Objections, prospects ‘going dark’, budget problems – and these are just three of the hundreds of challenges salespeople deal with every day.
Instead of letting these challenges hold up your sales, it is possible to stop them before they ever occur.
The military has a way of planning and then poking holes in it to ensure they’re identifying risks before lives are at stake. Salespeople can do the same thing to ensure they account for the most likely problems they’ll encounter.
To learn how to stop sales problems before they affect our sales, we sat down with David Farrell, a regional vice president of sales. David shared the same system his salespeople use to identify potential sales challenges before they hold up the sale – and stop them in their tracks!
Since we’re trimming hope from our sales strategy, we’ll use the acronym TRIM to guide us through creating a system with a trigger, ensuring it’s repeatable, building in ways to improve it, and of course, ensuring it’s measurable and getting us results.
T – Trigger: David said addressing challenges shouldn’t wait until you’re in a meeting and the objection, challenge or problem occurs. Instead, trigger this system as soon as the meeting is scheduled!
R – Repeatable: To make this system repeatable, David said to start by identifying the thing you need to know or learn about this prospect to match what you sell as a solution. Each of those things, from confirming the decision maker to identifying budget to establishing a timeline has the potential to hold up the sale so they need to be examined.
Next, build a mitigation plan for each potential place a challenge may occur. This should be done with the help of a team member or leader, as their experience shortens your learning curve considerably. With your partner, identify ways to get around the potential hold-ups in your plan or get through them.
Finally, before the meeting, take the time to review the top 3 potential challenges you’re likely to encounter and review how you intend on dealing with them. This way, those strategies are fresh in your mind for the meeting.
I – Improvable: To improve this system, David says to review your potential vulnerabilities that hold up your sales. If they’re the same ones you’re addressing in your plan, then you need to update your mitigation strategies, revise your objection turnarounds, or get the input of more team members.
If you discover your sales are being stalled because of new issues you didn’t account for, work those challenges into your pre-meeting mitigation plan and come up with some ideas for how to deal with it – because the challenge is guaranteed to appear in future calls!

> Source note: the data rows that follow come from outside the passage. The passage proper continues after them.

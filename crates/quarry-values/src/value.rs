//! The `Value` variant family and the contract every variant satisfies.
//!
//! A [`Value`] is the unit of data flowing through the quarry evaluator. The
//! set of kinds is closed: scalars (`None`, `Boolean`, `Int`, `Float`,
//! `String`, `DateTime`) are immutable, containers ([`Array`], [`Object`])
//! support owned in-place mutation. Every variant supports:
//!
//! - [`Value::kind`] — the [`Kind`] discriminant
//! - `Display` — canonical textual form (containers render canonical JSON)
//! - `Ord` — a total order usable by relational and sort operators
//! - [`Value::digest`] — a content hash for equality partitioning
//! - [`Value::to_json`] — a plain `serde_json::Value` for external consumers
//! - `Clone` — a deep copy sharing no mutable state with the original
//!
//! Cross-kind ordering follows a fixed rank table, applied symmetrically in
//! both directions:
//!
//! ```text
//! none < boolean < int/float (one numeric band) < string < datetime < array < object
//! ```
//!
//! `Int` and `Float` share a rank and compare numerically, so `5 == 5.0`.
//! The canonical serialization collapses integral floats to integer form for
//! the same reason: values that compare equal must digest equal.

use std::cmp::Ordering;
use std::fmt;
use std::hash::{Hash, Hasher};

use chrono::{DateTime, SecondsFormat, Utc};
use serde::{Serialize, Serializer};
use sha2::{Digest, Sha512};

use crate::array::Array;
use crate::error::Result;
use crate::object::Object;
use crate::path::{self, Segment};

/// A dynamically-typed runtime value.
#[derive(Debug, Clone)]
pub enum Value {
    /// The explicit null sentinel. Distinct from an absent object key.
    None,
    Boolean(bool),
    Int(i64),
    Float(f64),
    String(String),
    /// An instant in time, always carried in UTC.
    DateTime(DateTime<Utc>),
    Array(Array),
    Object(Object),
}

/// Discriminant identifying which concrete variant a [`Value`] is.
#[derive(Debug, Clone, Copy, PartialEq, Eq, Hash)]
pub enum Kind {
    None,
    Boolean,
    Int,
    Float,
    String,
    DateTime,
    Array,
    Object,
}

impl Kind {
    /// Position in the cross-kind rank table. `Int` and `Float` share a rank
    /// and are ordered numerically against each other instead.
    pub fn rank(self) -> u8 {
        match self {
            Kind::None => 0,
            Kind::Boolean => 1,
            Kind::Int | Kind::Float => 2,
            Kind::String => 3,
            Kind::DateTime => 4,
            Kind::Array => 5,
            Kind::Object => 6,
        }
    }
}

impl fmt::Display for Kind {
    fn fmt(&self, f: &mut fmt::Formatter<'_>) -> fmt::Result {
        let name = match self {
            Kind::None => "none",
            Kind::Boolean => "boolean",
            Kind::Int => "int",
            Kind::Float => "float",
            Kind::String => "string",
            Kind::DateTime => "datetime",
            Kind::Array => "array",
            Kind::Object => "object",
        };
        f.write_str(name)
    }
}

impl Value {
    /// The kind discriminant of this value.
    pub fn kind(&self) -> Kind {
        match self {
            Value::None => Kind::None,
            Value::Boolean(_) => Kind::Boolean,
            Value::Int(_) => Kind::Int,
            Value::Float(_) => Kind::Float,
            Value::String(_) => Kind::String,
            Value::DateTime(_) => Kind::DateTime,
            Value::Array(_) => Kind::Array,
            Value::Object(_) => Kind::Object,
        }
    }

    /// Whether this value is the explicit null sentinel.
    pub fn is_none(&self) -> bool {
        matches!(self, Value::None)
    }

    /// Content hash of this value: SHA-512 over the canonical serialized
    /// bytes, truncated to a `u64`.
    ///
    /// Deterministic across runs for identical content, so it can partition
    /// values for `DISTINCT`-style grouping. Not suitable for security
    /// purposes. A serialization failure degrades to the sentinel `0`
    /// rather than surfacing an error; availability wins over exactness
    /// here, as callers treat the digest as a grouping key only.
    pub fn digest(&self) -> u64 {
        match serde_json::to_vec(self) {
            Ok(bytes) => digest_bytes(&bytes),
            Err(_) => 0,
        }
    }

    /// Unwraps into a plain [`serde_json::Value`] for consumers outside the
    /// runtime. Containers unwrap recursively; object keys come out in
    /// lexicographic order.
    pub fn to_json(&self) -> serde_json::Value {
        match self {
            Value::None => serde_json::Value::Null,
            Value::Boolean(b) => serde_json::Value::Bool(*b),
            Value::Int(i) => serde_json::Value::Number((*i).into()),
            Value::Float(f) => match float_as_integer(*f) {
                Some(i) => serde_json::Value::Number(i.into()),
                None => serde_json::Number::from_f64(*f)
                    .map(serde_json::Value::Number)
                    .unwrap_or(serde_json::Value::Null),
            },
            Value::String(s) => serde_json::Value::String(s.clone()),
            Value::DateTime(dt) => serde_json::Value::String(format_datetime(dt)),
            Value::Array(array) => array.to_json(),
            Value::Object(object) => object.to_json(),
        }
    }

    /// Resolves `path` against this value. An empty path yields the value
    /// itself. See [`crate::path::get_in`].
    pub fn get_in<'a>(&'a self, path: &[Segment]) -> Result<&'a Value> {
        path::get_in(self, path)
    }

    /// Mutable variant of [`Value::get_in`].
    pub fn get_in_mut<'a>(&'a mut self, path: &[Segment]) -> Result<&'a mut Value> {
        path::get_in_mut(self, path)
    }

    /// Stores `value` at `path`, creating missing intermediate containers.
    /// See [`crate::path::set_in`].
    pub fn set_in(&mut self, path: &[Segment], value: Value) -> Result<()> {
        path::set_in(self, path, value)
    }
}

/// Total order over values: same-kind values compare by content, `Int` and
/// `Float` compare numerically against each other, and everything else
/// falls back to the [`Kind::rank`] table.
pub(crate) fn compare(a: &Value, b: &Value) -> Ordering {
    match (a, b) {
        (Value::None, Value::None) => Ordering::Equal,
        (Value::Boolean(x), Value::Boolean(y)) => x.cmp(y),
        (Value::Int(x), Value::Int(y)) => x.cmp(y),
        (Value::Float(x), Value::Float(y)) => compare_floats(*x, *y),
        (Value::Int(x), Value::Float(y)) => compare_int_float(*x, *y),
        (Value::Float(x), Value::Int(y)) => compare_int_float(*y, *x).reverse(),
        (Value::String(x), Value::String(y)) => x.cmp(y),
        (Value::DateTime(x), Value::DateTime(y)) => x.cmp(y),
        (Value::Array(x), Value::Array(y)) => x.cmp(y),
        (Value::Object(x), Value::Object(y)) => x.cmp(y),
        _ => a.kind().rank().cmp(&b.kind().rank()),
    }
}

fn compare_floats(x: f64, y: f64) -> Ordering {
    // Route integral floats through i64 so -0.0 == 0.0 and the ordering
    // agrees with the canonical serialization. total_cmp keeps NaN inside
    // the total order for everything else.
    match (float_as_integer(x), float_as_integer(y)) {
        (Some(ix), Some(iy)) => ix.cmp(&iy),
        _ => x.total_cmp(&y),
    }
}

fn compare_int_float(i: i64, f: f64) -> Ordering {
    match float_as_integer(f) {
        Some(fi) => i.cmp(&fi),
        None => (i as f64).total_cmp(&f),
    }
}

/// An `f64` that is finite, integral, and inside `i64` range, as that
/// integer. The canonical serialization and the numeric comparison both use
/// this, which is what keeps `digest` consistent with `Ord`.
pub(crate) fn float_as_integer(f: f64) -> Option<i64> {
    if f.is_finite() && f.fract() == 0.0 && f >= i64::MIN as f64 && f <= i64::MAX as f64 {
        Some(f as i64)
    } else {
        None
    }
}

pub(crate) fn format_datetime(dt: &DateTime<Utc>) -> String {
    dt.to_rfc3339_opts(SecondsFormat::AutoSi, true)
}

pub(crate) fn digest_bytes(bytes: &[u8]) -> u64 {
    let output = Sha512::digest(bytes);
    match output.first_chunk::<8>() {
        Some(chunk) => u64::from_le_bytes(*chunk),
        None => 0,
    }
}

impl PartialEq for Value {
    fn eq(&self, other: &Self) -> bool {
        compare(self, other) == Ordering::Equal
    }
}

impl Eq for Value {}

impl PartialOrd for Value {
    fn partial_cmp(&self, other: &Self) -> Option<Ordering> {
        Some(self.cmp(other))
    }
}

impl Ord for Value {
    fn cmp(&self, other: &Self) -> Ordering {
        compare(self, other)
    }
}

impl Hash for Value {
    fn hash<H: Hasher>(&self, state: &mut H) {
        state.write_u64(self.digest());
    }
}

impl Default for Value {
    fn default() -> Self {
        Value::None
    }
}

/// Canonical textual form. Scalars render bare (`None` is empty, strings are
/// unquoted, datetimes are RFC 3339); containers render their canonical JSON
/// serialization, degrading to the empty-container literal if serialization
/// fails.
impl fmt::Display for Value {
    fn fmt(&self, f: &mut fmt::Formatter<'_>) -> fmt::Result {
        match self {
            Value::None => Ok(()),
            Value::Boolean(b) => write!(f, "{b}"),
            Value::Int(i) => write!(f, "{i}"),
            Value::Float(x) => match float_as_integer(*x) {
                Some(i) => write!(f, "{i}"),
                None => write!(f, "{x}"),
            },
            Value::String(s) => f.write_str(s),
            Value::DateTime(dt) => f.write_str(&format_datetime(dt)),
            Value::Array(array) => array.fmt(f),
            Value::Object(object) => object.fmt(f),
        }
    }
}

/// Canonical serialization. Object keys are emitted in lexicographic order
/// (see [`Object`]); integral floats are emitted in integer form so values
/// that compare equal serialize identically.
impl Serialize for Value {
    fn serialize<S: Serializer>(&self, serializer: S) -> std::result::Result<S::Ok, S::Error> {
        match self {
            Value::None => serializer.serialize_unit(),
            Value::Boolean(b) => serializer.serialize_bool(*b),
            Value::Int(i) => serializer.serialize_i64(*i),
            Value::Float(f) => match float_as_integer(*f) {
                Some(i) => serializer.serialize_i64(i),
                None => serializer.serialize_f64(*f),
            },
            Value::String(s) => serializer.serialize_str(s),
            Value::DateTime(dt) => serializer.serialize_str(&format_datetime(dt)),
            Value::Array(array) => array.serialize(serializer),
            Value::Object(object) => object.serialize(serializer),
        }
    }
}

impl From<bool> for Value {
    fn from(value: bool) -> Self {
        Value::Boolean(value)
    }
}

impl From<i64> for Value {
    fn from(value: i64) -> Self {
        Value::Int(value)
    }
}

impl From<i32> for Value {
    fn from(value: i32) -> Self {
        Value::Int(value.into())
    }
}

impl From<f64> for Value {
    fn from(value: f64) -> Self {
        Value::Float(value)
    }
}

impl From<&str> for Value {
    fn from(value: &str) -> Self {
        Value::String(value.to_string())
    }
}

impl From<String> for Value {
    fn from(value: String) -> Self {
        Value::String(value)
    }
}

impl From<DateTime<Utc>> for Value {
    fn from(value: DateTime<Utc>) -> Self {
        Value::DateTime(value)
    }
}

impl From<Array> for Value {
    fn from(value: Array) -> Self {
        Value::Array(value)
    }
}

impl From<Object> for Value {
    fn from(value: Object) -> Self {
        Value::Object(value)
    }
}

impl From<Vec<Value>> for Value {
    fn from(values: Vec<Value>) -> Self {
        Value::Array(values.into_iter().collect())
    }
}

/// `Option::None` becomes the explicit [`Value::None`] sentinel, so an
/// absent input to [`Object::set`] is stored as present-with-null rather
/// than silently dropped.
impl<T: Into<Value>> From<Option<T>> for Value {
    fn from(value: Option<T>) -> Self {
        value.map_or(Value::None, Into::into)
    }
}

impl From<serde_json::Value> for Value {
    fn from(value: serde_json::Value) -> Self {
        match value {
            serde_json::Value::Null => Value::None,
            serde_json::Value::Bool(b) => Value::Boolean(b),
            serde_json::Value::Number(n) => {
                if let Some(i) = n.as_i64() {
                    Value::Int(i)
                } else if let Some(u) = n.as_u64() {
                    // Past i64::MAX; kept as a float, losing low bits.
                    Value::Float(u as f64)
                } else {
                    Value::Float(n.as_f64().unwrap_or(f64::NAN))
                }
            }
            serde_json::Value::String(s) => Value::String(s),
            serde_json::Value::Array(items) => {
                Value::Array(items.into_iter().map(Value::from).collect())
            }
            serde_json::Value::Object(map) => Value::Object(
                map.into_iter()
                    .map(|(key, item)| (key, Value::from(item)))
                    .collect(),
            ),
        }
    }
}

Another way to improve is to identify where your competitors have an advantage over you and brainstorm some ways to address that in future meetings or create a change in the way you sell, deliver and serve to create an advantage of your own.
M – Measurable: To measure the effectiveness of this system, David says to look at closing percentages. Mitigating your risk by addressing challenges before they occur should create better closing percentages, but you can also measure the effectiveness of the solutions you’re putting into place.
If they’re allowing you to avoid the challenge that would’ve stopped the sale – great! If not, measure whether you’re using the solution you planned for or if you’re reverting to old habits that stall the sale.
You won’t be able to account for every potential challenge, but by identifying and addressing a few challenges each week, you’ll see a massive improvement in your ability to sell – and serve!